- [What the task requires]
Each entry must be output once more without any change.

- [Record extracts]
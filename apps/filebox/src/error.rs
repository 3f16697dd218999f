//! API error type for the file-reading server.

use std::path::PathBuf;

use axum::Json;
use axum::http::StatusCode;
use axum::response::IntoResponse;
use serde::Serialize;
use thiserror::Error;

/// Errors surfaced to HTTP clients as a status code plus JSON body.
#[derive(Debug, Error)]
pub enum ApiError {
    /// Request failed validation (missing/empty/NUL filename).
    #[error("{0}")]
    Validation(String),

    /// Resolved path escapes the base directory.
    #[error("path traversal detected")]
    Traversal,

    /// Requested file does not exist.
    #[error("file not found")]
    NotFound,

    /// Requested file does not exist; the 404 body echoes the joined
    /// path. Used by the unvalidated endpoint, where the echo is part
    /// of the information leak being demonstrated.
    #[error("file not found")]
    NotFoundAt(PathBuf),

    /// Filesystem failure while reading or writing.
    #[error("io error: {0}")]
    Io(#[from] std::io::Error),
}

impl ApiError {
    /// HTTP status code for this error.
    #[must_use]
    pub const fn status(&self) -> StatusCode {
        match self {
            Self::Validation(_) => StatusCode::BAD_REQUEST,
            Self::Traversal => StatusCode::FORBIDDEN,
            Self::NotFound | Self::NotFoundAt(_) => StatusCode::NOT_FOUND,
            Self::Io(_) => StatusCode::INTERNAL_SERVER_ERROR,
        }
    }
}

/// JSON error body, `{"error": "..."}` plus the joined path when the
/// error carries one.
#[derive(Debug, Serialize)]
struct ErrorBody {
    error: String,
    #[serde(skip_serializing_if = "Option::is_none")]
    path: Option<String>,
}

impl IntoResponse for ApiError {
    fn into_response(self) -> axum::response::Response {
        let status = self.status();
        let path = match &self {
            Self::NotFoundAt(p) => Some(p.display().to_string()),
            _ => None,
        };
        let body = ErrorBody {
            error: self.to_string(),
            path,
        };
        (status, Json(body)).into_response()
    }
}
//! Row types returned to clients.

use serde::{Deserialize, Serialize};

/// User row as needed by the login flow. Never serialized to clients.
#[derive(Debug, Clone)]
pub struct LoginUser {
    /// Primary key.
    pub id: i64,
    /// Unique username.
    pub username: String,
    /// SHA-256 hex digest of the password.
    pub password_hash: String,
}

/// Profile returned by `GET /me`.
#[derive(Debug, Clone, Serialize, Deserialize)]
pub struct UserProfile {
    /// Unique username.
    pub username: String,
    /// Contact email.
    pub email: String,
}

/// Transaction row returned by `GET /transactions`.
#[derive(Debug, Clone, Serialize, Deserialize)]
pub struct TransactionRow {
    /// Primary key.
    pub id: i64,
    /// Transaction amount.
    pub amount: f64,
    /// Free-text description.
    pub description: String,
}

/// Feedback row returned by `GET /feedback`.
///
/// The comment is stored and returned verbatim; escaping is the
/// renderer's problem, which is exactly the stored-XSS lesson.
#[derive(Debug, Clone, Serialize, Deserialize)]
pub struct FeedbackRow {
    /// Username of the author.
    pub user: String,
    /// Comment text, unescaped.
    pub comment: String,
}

- [Result of the exercise]
filename apps/filebox/src/error.rs
repository 3f16697dd218999f
//! API error type for the file-reading server.

use std::path::PathBuf;

use axum::Json;
use axum::http::StatusCode;
use axum::response::IntoResponse;
use serde::Serialize;
use thiserror::Error;

/// Errors surfaced to HTTP clients as a status code plus JSON body.
#[derive(Debug, Error)]
pub enum ApiError {
    /// Request failed validation (missing/empty/NUL filename).
    #[error("{0}")]
    Validation(String),

    /// Resolved path escapes the base directory.
    #[error("path traversal detected")]
    Traversal,

    /// Requested file does not exist.
    #[error("file not found")]
    NotFound,

    /// Requested file does not exist; the 404 body echoes the joined
    /// path. Used by the unvalidated endpoint, where the echo is part
    /// of the information leak being demonstrated.
    #[error("file not found")]
    NotFoundAt(PathBuf),

    /// Filesystem failure while reading or writing.
    #[error("io error: {0}")]
    Io(#[from] std::io::Error),
}

impl ApiError {
    /// HTTP status code for this error.
    #[must_use]
    pub const fn status(&self) -> StatusCode {
        match self {
            Self::Validation(_) => StatusCode::BAD_REQUEST,
            Self::Traversal => StatusCode::FORBIDDEN,
            Self::NotFound | Self::NotFoundAt(_) => StatusCode::NOT_FOUND,
            Self::Io(_) => StatusCode::INTERNAL_SERVER_ERROR,
        }
    }
}

/// JSON error body, `{"error": "..."}` plus the joined path when the
/// error carries one.
#[derive(Debug, Serialize)]
struct ErrorBody {
    error: String,
    #[serde(skip_serializing_if = "Option::is_none")]
    path: Option<String>,
}

impl IntoResponse for ApiError {
    fn into_response(self) -> axum::response::Response {
        let status = self.status();
        let path = match &self {
            Self::NotFoundAt(p) => Some(p.display().to_string()),
            _ => None,
        };
        let body = ErrorBody {
            error: self.to_string(),
            path,
        };
        (status, Json(body)).into_response()
    }
}
//! Row types returned to clients.

use serde::{Deserialize, Serialize};

/// User row as needed by the login flow. Never serialized to clients.
#[derive(Debug, Clone)]
pub struct LoginUser {
    /// Primary key.
    pub id: i64,
    /// Unique username.
    pub username: String,
    /// SHA-256 hex digest of the password.
    pub password_hash: String,
}

/// Profile returned by `GET /me`.
#[derive(Debug, Clone, Serialize, Deserialize)]
pub struct UserProfile {
    /// Unique username.
    pub username: String,
    /// Contact email.
    pub email: String,
}

/// Transaction row returned by `GET /transactions`.
#[derive(Debug, Clone, Serialize, Deserialize)]
pub struct TransactionRow {
    /// Primary key.
    pub id: i64,
    /// Transaction amount.
    pub amount: f64,
    /// Free-text description.
    pub description: String,
}

/// Feedback row returned by `GET /feedback`.
///
/// The comment is stored and returned verbatim; escaping is the
/// renderer's problem, which is exactly the stored-XSS lesson.
#[derive(Debug, Clone, Serialize, Deserialize)]
pub struct FeedbackRow {
    /// Username of the author.
    pub user: String,
    /// Comment text, unescaped.
    pub comment: String,
}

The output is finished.